▸ TASK PROMPT
Copy, word for word, each line of the data below from the first through the line containing "location_groups (office_id, category_id, group_id)", and stop there.

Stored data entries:
━━━━━━━━━━
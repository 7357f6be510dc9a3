// Matches migrations/2024-05-01-000000_create_cwms_tables.

diesel::table! {
    offices (office_id) {
        office_id -> Text,
        long_name -> Text,
        office_type -> Text,
        reports_to -> Nullable<Text>,
    }
}

diesel::table! {
    timeseries (ts_code) {
        ts_code -> Int8,
        office_id -> Text,
        ts_id -> Text,
        storage_unit -> Text,
        si_unit -> Text,
        en_unit -> Text,
        interval_minutes -> Int8,
    }
}

diesel::table! {
    timeseries_values (ts_code, date_time) {
        ts_code -> Int8,
        date_time -> Timestamptz,
        value -> Nullable<Float8>,
        quality_code -> Nullable<Int4>,
    }
}

diesel::table! {
    unit_conversions (from_unit, to_unit) {
        from_unit -> Text,
        to_unit -> Text,
        factor -> Float8,
        offset_value -> Float8,
    }
}

diesel::table! {
    locations (location_code) {
        location_code -> Int8,
        office_id -> Text,
        location_id -> Text,
        nearest_city -> Nullable<Text>,
        public_name -> Nullable<Text>,
        long_name -> Nullable<Text>,
        description -> Nullable<Text>,
        kind -> Nullable<Text>,
        time_zone -> Nullable<Text>,
        latitude -> Nullable<Float8>,
        longitude -> Nullable<Float8>,
        elevation -> Nullable<Float8>,
        state -> Nullable<Text>,
        county -> Nullable<Text>,
        nation -> Nullable<Text>,
        active -> Bool,
    }
}

diesel::table! {
    location_categories (office_id, category_id) {
        office_id -> Text,
        category_id -> Text,
        description -> Nullable<Text>,
    }
}

diesel::table! {
    location_groups (office_id, category_id, group_id) {
        office_id -> Text,
        category_id -> Text,
        group_id -> Text,
        description -> Nullable<Text>,
        shared_alias_id -> Nullable<Text>,
        shared_ref_location_id -> Nullable<Text>,
        attribute -> Nullable<Int8>,
    }
}

diesel::table! {
    location_group_assignments (office_id, category_id, group_id, location_id) {
        office_id -> Text,
        category_id -> Text,
        group_id -> Text,
        location_id -> Text,
        alias_id -> Nullable<Text>,
        attribute -> Nullable<Int8>,
        ref_location_id -> Nullable<Text>,
    }
}

diesel::table! {
    timeseries_categories (office_id, category_id) {
        office_id -> Text,
        category_id -> Text,
        description -> Nullable<Text>,
    }
}

diesel::table! {
    timeseries_groups (office_id, category_id, group_id) {
        office_id -> Text,
        category_id -> Text,
        group_id -> Text,
        description -> Nullable<Text>,
        shared_alias_id -> Nullable<Text>,
        shared_ref_ts_id -> Nullable<Text>,
    }
}

diesel::joinable!(timeseries_values -> timeseries (ts_code));

diesel::allow_tables_to_appear_in_same_query!(
    offices,
    timeseries,
    timeseries_values,
    unit_conversions,
    locations,
    location_categories,
    location_groups,
    location_group_assignments,
    timeseries_categories,
    timeseries_groups,
);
━━━━━━━━━━
▸ ANSWER BOX
repository 7357f6be510dc9a3
// Matches migrations/2024-05-01-000000_create_cwms_tables.

diesel::table! {
    offices (office_id) {
        office_id -> Text,
        long_name -> Text,
        office_type -> Text,
        reports_to -> Nullable<Text>,
    }
}

diesel::table! {
    timeseries (ts_code) {
        ts_code -> Int8,
        office_id -> Text,
        ts_id -> Text,
        storage_unit -> Text,
        si_unit -> Text,
        en_unit -> Text,
        interval_minutes -> Int8,
    }
}

diesel::table! {
    timeseries_values (ts_code, date_time) {
        ts_code -> Int8,
        date_time -> Timestamptz,
        value -> Nullable<Float8>,
        quality_code -> Nullable<Int4>,
    }
}

diesel::table! {
    unit_conversions (from_unit, to_unit) {
        from_unit -> Text,
        to_unit -> Text,
        factor -> Float8,
        offset_value -> Float8,
    }
}

diesel::table! {
    locations (location_code) {
        location_code -> Int8,
        office_id -> Text,
        location_id -> Text,
        nearest_city -> Nullable<Text>,
        public_name -> Nullable<Text>,
        long_name -> Nullable<Text>,
        description -> Nullable<Text>,
        kind -> Nullable<Text>,
        time_zone -> Nullable<Text>,
        latitude -> Nullable<Float8>,
        longitude -> Nullable<Float8>,
        elevation -> Nullable<Float8>,
        state -> Nullable<Text>,
        county -> Nullable<Text>,
        nation -> Nullable<Text>,
        active -> Bool,
    }
}

diesel::table! {
    location_categories (office_id, category_id) {
        office_id -> Text,
        category_id -> Text,
        description -> Nullable<Text>,
    }
}

diesel::table! {
    location_groups (office_id, category_id, group_id) {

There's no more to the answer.